We had an amazing evening with Nadia and Mark, who is a Mayan Astrologer, and he gave Dona and me detailed and uncanny analyses of our lives and purposes based on the Mayan correspondences of our birthdates. It reinforced from a different perspective what Nirguna had told me earlier about my mission at this crucial turning point in my life. We talked long into the night, about the whichness of what, and how to unscrew the inscrutable. Mark is from England, and was initially trained in a Druidic group over there. It turned out we know a few people in common—as seems often to be the case in our travels. After Mark left, Nadia gave my back and ribs a treatment and adjustment, and showed us to our lovely B&B apartment with a balcony overlooking the lake and the three giant volcanoes on the other side.

Thursday morning I awoke in time to take a photo of a lovely golden dawn over the lake.
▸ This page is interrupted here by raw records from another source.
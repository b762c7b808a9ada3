//! # febris-bayes
//!
//! Exact probabilistic reasoning for the FEBRIS diagnosis core.
//!
//! ## Overview
//!
//! This crate provides [`InferenceEngine`], which implements the
//! [`ProbabilisticReasoner`](febris_core::traits::ProbabilisticReasoner)
//! trait over a fixed Dengue / COVID-19 Bayesian network. The network is
//! declared through [`NetworkBuilder`], validated once, and then shared
//! read-only. Queries run variable elimination with per-request scratch
//! factors, so one engine serves any number of threads.
//!
//! ## Quick start
//!
//! ```rust,ignore
//! use febris_bayes::InferenceEngine;
//! use febris_core::traits::ProbabilisticReasoner;
//!
//! let engine = InferenceEngine::new()?;
//! let assessment = engine.assess(&engine.observe(&evidence))?;
//! ```

pub mod factor;
pub mod inference;
pub mod model;
pub mod network;

pub use inference::VariableElimination;
pub use model::{dengue_covid_network, observations_from_evidence, InferenceEngine};
pub use network::{BayesianNetwork, Cpt, NetworkBuilder};

// ── Tests ─────────────────────────────────────────────────────────────────────

#[cfg(test)]
mod tests {
    use std::sync::Arc;

    use febris_contracts::{
        assessment::Observations,
        error::FebrisError,
        evidence::{Location, PatientEvidence, Season},
        language::Language,
    };
    use febris_core::traits::ProbabilisticReasoner;

    use crate::{
        dengue_covid_network, model, observations_from_evidence, BayesianNetwork, Cpt,
        InferenceEngine, NetworkBuilder, VariableElimination,
    };

    // ── Helpers ───────────────────────────────────────────────────────────────

    fn engine() -> InferenceEngine {
        InferenceEngine::new().unwrap()
    }

    fn obs(pairs: &[(&str, usize)]) -> Observations {
        pairs.iter().map(|(k, v)| (k.to_string(), *v)).collect()
    }

    /// Posterior by summing the full joint over every assignment.
    fn brute_force(net: &BayesianNetwork, target: usize, evidence: &[(usize, usize)]) -> [f64; 2] {
        let n = net.len();
        let mut dist = [0.0; 2];
        for assignment in 0..1usize << n {
            let state = |i: usize| (assignment >> i) & 1;
            if evidence.iter().any(|&(var, s)| state(var) != s) {
                continue;
            }
            let joint: f64 = (0..n)
                .map(|i| {
                    let node = net.node(i);
                    let column = node.parents().iter().fold(0, |c, &p| (c << 1) | state(p));
                    node.probability(state(i), column)
                })
                .product();
            dist[state(target)] += joint;
        }
        let total = dist[0] + dist[1];
        [dist[0] / total, dist[1] / total]
    }

    fn dengue_patient() -> PatientEvidence {
        PatientEvidence {
            fever: true,
            retro_orbital_pain: true,
            myalgia: true,
            confirmed_contact: true,
            location: Location::EndemicCity,
            season: Season::Summer,
            ..PatientEvidence::default()
        }
    }

    fn covid_patient() -> PatientEvidence {
        PatientEvidence {
            fever: true,
            cough: true,
            sore_throat: true,
            anosmia: true,
            ..PatientEvidence::default()
        }
    }

    // ── Network construction ──────────────────────────────────────────────────

    #[test]
    fn fixed_network_has_thirteen_binary_nodes() {
        let net = dengue_covid_network().unwrap();
        assert_eq!(net.len(), 13);
        let dengue = net.node(net.node_index(model::DENGUE).unwrap());
        assert_eq!(dengue.parents().len(), 4);
        for symptom in model::SYMPTOMS {
            let node = net.node(net.node_index(symptom).unwrap());
            assert_eq!(node.parents().len(), 2, "{symptom}");
        }
    }

    #[test]
    fn dengue_table_follows_exposure_precedence() {
        let net = dengue_covid_network().unwrap();
        let dengue = net.node(net.node_index(model::DENGUE).unwrap());
        // Columns: contact, season, location, travel (contact most significant).
        assert_eq!(dengue.probability(1, 0b1000), 0.85);
        assert_eq!(dengue.probability(1, 0b1111), 0.85);
        assert_eq!(dengue.probability(1, 0b0001), 0.55);
        assert_eq!(dengue.probability(1, 0b0110), 0.20);
        assert_eq!(dengue.probability(1, 0b0010), 0.08);
        assert_eq!(dengue.probability(1, 0b0100), 0.01);
        assert_eq!(dengue.probability(1, 0b0000), 0.01);
    }

    // ── Exactness ─────────────────────────────────────────────────────────────

    #[test]
    fn prior_marginal_of_dengue_matches_hand_computation() {
        let p = engine().inference().probability_present(model::DENGUE, &Observations::new()).unwrap();
        // 0.1 * 0.85 + 0.9 * (0.2 * 0.55 + 0.8 * (0.5 * (0.5 * 0.20 + 0.5 * 0.08) + 0.5 * 0.01))
        assert!((p - 0.238).abs() < 1e-12, "got {p}");
    }

    #[test]
    fn variable_elimination_matches_full_enumeration() {
        let net = Arc::new(dengue_covid_network().unwrap());
        let ve = VariableElimination::new(Arc::clone(&net));

        let cases = [
            Observations::new(),
            obs(&[("fever", 1)]),
            obs(&[("anosmia", 1), ("cough", 1), ("travel", 0)]),
            obs(&[("retro_orbital_pain", 1), ("season", 1), ("location", 1)]),
            observations_from_evidence(&dengue_patient()),
            observations_from_evidence(&covid_patient()),
            observations_from_evidence(&PatientEvidence::default()),
        ];

        for case in &cases {
            let evidence: Vec<(usize, usize)> =
                case.iter().map(|(k, &v)| (net.node_index(k).unwrap(), v)).collect();
            for target in [model::DENGUE, model::COVID, model::FEVER] {
                if case.contains_key(target) {
                    continue;
                }
                let exact = brute_force(&net, net.node_index(target).unwrap(), &evidence);
                let got = ve.posterior(target, case).unwrap();
                for s in 0..2 {
                    assert!(
                        (got[s] - exact[s]).abs() < 1e-12,
                        "{target} | {case:?}: {} vs {}",
                        got[s],
                        exact[s]
                    );
                }
            }
        }
    }

    #[test]
    fn observed_target_returns_its_state() {
        let ve = engine();
        let p = ve.inference().posterior(model::DENGUE, &obs(&[("dengue", 1)])).unwrap();
        assert_eq!(p, [0.0, 1.0]);
    }

    // ── Assessment ────────────────────────────────────────────────────────────

    #[test]
    fn classic_presentations_point_to_the_right_disease() {
        let engine = engine();

        let dengue = engine.assess(&engine.observe(&dengue_patient())).unwrap();
        assert!(dengue.dengue_probability > 0.9, "{dengue:?}");
        assert!(dengue.dengue_probability > dengue.covid_probability);

        let covid = engine.assess(&engine.observe(&covid_patient())).unwrap();
        assert!(covid.covid_probability > 0.9, "{covid:?}");
        assert!(covid.covid_probability > covid.dengue_probability);
    }

    #[test]
    fn probabilities_are_bounded_and_coinfection_is_the_product() {
        let engine = engine();
        let patients = [
            PatientEvidence::default(),
            dengue_patient(),
            covid_patient(),
            PatientEvidence {
                fever: true,
                cough: true,
                myalgia: true,
                dyspnea: true,
                travel_to_endemic_area: true,
                ..PatientEvidence::default()
            },
        ];
        for patient in &patients {
            let a = engine.assess(&engine.observe(patient)).unwrap();
            for p in [a.dengue_probability, a.covid_probability, a.coinfection_probability] {
                assert!((0.0..=1.0).contains(&p), "{a:?}");
            }
            let product = a.dengue_probability * a.covid_probability;
            assert!((a.coinfection_probability - product).abs() < 1e-15);
        }
    }

    #[test]
    fn bounds_hold_for_every_complete_observation() {
        let engine = engine();
        let observable: Vec<String> =
            observations_from_evidence(&PatientEvidence::default()).into_keys().collect();

        for mask in 0..1usize << observable.len() {
            let o: Observations = observable
                .iter()
                .enumerate()
                .map(|(i, name)| (name.clone(), (mask >> i) & 1))
                .collect();
            let a = engine.assess(&o).unwrap();
            assert!((0.0..=1.0).contains(&a.dengue_probability), "{o:?}");
            assert!((0.0..=1.0).contains(&a.covid_probability), "{o:?}");
            assert!(a.coinfection_probability <= a.dengue_probability.min(a.covid_probability));
        }
    }

    #[test]
    fn observed_symptoms_lists_present_symptoms_in_display_order() {
        let engine = engine();
        let a = engine.assess(&engine.observe(&covid_patient())).unwrap();
        assert_eq!(a.observed_symptoms, vec!["fever", "cough", "sore_throat", "anosmia"]);

        let none = engine.assess(&engine.observe(&PatientEvidence::default())).unwrap();
        assert!(none.observed_symptoms.is_empty());
    }

    #[test]
    fn every_network_node_is_observed_from_evidence() {
        let observed = observations_from_evidence(&PatientEvidence::default());
        assert_eq!(observed.len(), 11);
        assert!(observed.values().all(|&s| s == 0));
        assert!(!observed.contains_key(model::DENGUE));
        assert!(!observed.contains_key(model::COVID));
    }

    #[test]
    fn summary_is_localized() {
        let engine = engine();
        let a = engine.assess(&engine.observe(&dengue_patient())).unwrap();
        assert_eq!(
            engine.summarize(&a, Language::En),
            "Bayesian inference with 3 symptoms: Fever, Retro-Orbital Pain, Myalgia. \
             Complete COVID-Dengue network."
        );
        assert_eq!(
            engine.summarize(&a, Language::Es),
            "Inferencia Bayesiana con 3 síntomas: Fiebre, Dolor Retroocular, Mialgia. \
             Red completa COVID-Dengue."
        );
    }

    #[test]
    fn repeated_assessment_is_identical() {
        let engine = engine();
        let o = engine.observe(&dengue_patient());
        assert_eq!(engine.assess(&o).unwrap(), engine.assess(&o).unwrap());
    }

    #[test]
    fn shared_engine_answers_concurrent_queries() {
        let engine = Arc::new(engine());
        let expected = engine.assess(&engine.observe(&covid_patient())).unwrap();

        std::thread::scope(|s| {
            let handles: Vec<_> = (0..8)
                .map(|_| {
                    let engine = Arc::clone(&engine);
                    s.spawn(move || engine.assess(&engine.observe(&covid_patient())).unwrap())
                })
                .collect();
            for handle in handles {
                assert_eq!(handle.join().unwrap(), expected);
            }
        });
    }

    // ── Invalid queries ───────────────────────────────────────────────────────

    #[test]
    fn unknown_evidence_node_is_invalid_query() {
        let err = engine().assess(&obs(&[("headache", 1)])).unwrap_err();
        assert!(matches!(err, FebrisError::InvalidQuery { ref reason } if reason.contains("headache")));
    }

    #[test]
    fn out_of_range_state_is_invalid_query() {
        let err = engine().assess(&obs(&[("fever", 2)])).unwrap_err();
        assert!(matches!(err, FebrisError::InvalidQuery { .. }));
    }

    #[test]
    fn unknown_target_is_invalid_query() {
        let err = engine().inference().posterior("malaria", &Observations::new()).unwrap_err();
        assert!(matches!(err, FebrisError::InvalidQuery { .. }));
    }

    #[test]
    fn impossible_evidence_is_invalid_query() {
        let net = NetworkBuilder::new()
            .with(Cpt::prior("exposure", 0.0))
            .with(Cpt::bernoulli("disease", &["exposure"], &[0.0, 0.5]))
            .build()
            .unwrap();
        let ve = VariableElimination::new(Arc::new(net));
        let err = ve.posterior("disease", &obs(&[("exposure", 1)])).unwrap_err();
        assert!(matches!(err, FebrisError::InvalidQuery { ref reason } if reason.contains("zero probability")));
    }

    #[test]
    fn network_without_disease_nodes_fails_per_query() {
        let net = NetworkBuilder::new().with(Cpt::prior("fever", 0.3)).build().unwrap();
        let engine = InferenceEngine::with_network(Arc::new(net));
        assert!(matches!(
            engine.assess(&Observations::new()),
            Err(FebrisError::InvalidQuery { .. })
        ));
    }
}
A bit later, Nadia fixed us all a huge breakfast, and we walked along the beach over to Mark’s place, where he conducted a Mayan ceremony of gratitude for the day, called 1 K’at on the Mayan Calendar. About 17 people attended the 3-hour ritual, and it was truly beautiful, invoking all 20 Nahuals, each in their 13 aspects, with offerings of gratitude to all. Many aspects and elements of the ceremony were familiar to me from my own experiences with traditional Pagan rituals from many cultures. So much of these “ancient ways” are universal—the central altar or fire; homage to the Four Directions; the Great Above, the Great Below, and the Center; and always, in whatever language, Mother Earth.

 

Here’s a bit of Mark’s description of this day on the Mayan calendar—from his website: https://thefourpillars.net/

Whilst K’at does represent the net which gathers the harvest, it also has an association with what it contains, the seeds. Here, on the day 1 K’at, we see the new seed planted for the next harvest.

In the cycle of re-creation, the soil of the field has been turned and the tilled, infused and fertilised by the wisdom of the ancients. The threads of creation are being gathered ready to join the new to the old on the day Wajxakib B’atz.

The energy of 1 K’at can be seen as being about gathering together and embracing the new time. Life is a continual cycle of birth, death and rebirth. We have the possibility to reap an abundant harvest, but right now in order to do that we need unity. It is time to put aside differences and work together to plant the new field if we are to enjoy abundance on the future.

K’at signifies a net and represents gathering together or bundling. Here, in the Western Highlands of Guatemala, to this day many crops are harvested and carried in nets – oranges, lemons, avocados to name but a few. Through this we see one of the positive meanings of this nawal, that of abundance and harvest. K’at is a great day to draw things together, whether this means gathering in your crops, collecting ideas and opinions for your projects, or inviting people to a social event. It is a day of prosperity and the bounty which comes from the Earth, a day of gardeners, but also of merchants.

 

Carolina showed up for the ceremony, and afterwards we went back into San Marcos for lunch at Marybel’s restaurant, Samsara. Like all the restaurants we’ve enjoyed in San Marcos, the floor is a landscaped garden with paths and little patios where chairs and tables are placed here and there. Above are canopies and awnings, and walls are open all around. Polite and well-mannered dogs wander in and out, unattached to any human owners. Marybel joined us at our table; she’d just been leaving, but a serendipitous phone call delayed her ‘til we arrived. The news was that she’d been approved for the house she was trying to buy! She plans to expand Samsara, and add a drink stand for her shaved-ice fruit delights as well as a place where Joe can offer his awesome VR experiences to paying customers. I think that could be huge!

Down at the dock, we separated—Carolina to head back to Santaigo, and us to return to Cerro by way of Pana. And now we’re packing to leave for Antigua. We will carry with us forever our fond memories of Lake Atitlan and all the beautiful and magickal people we’ve met here!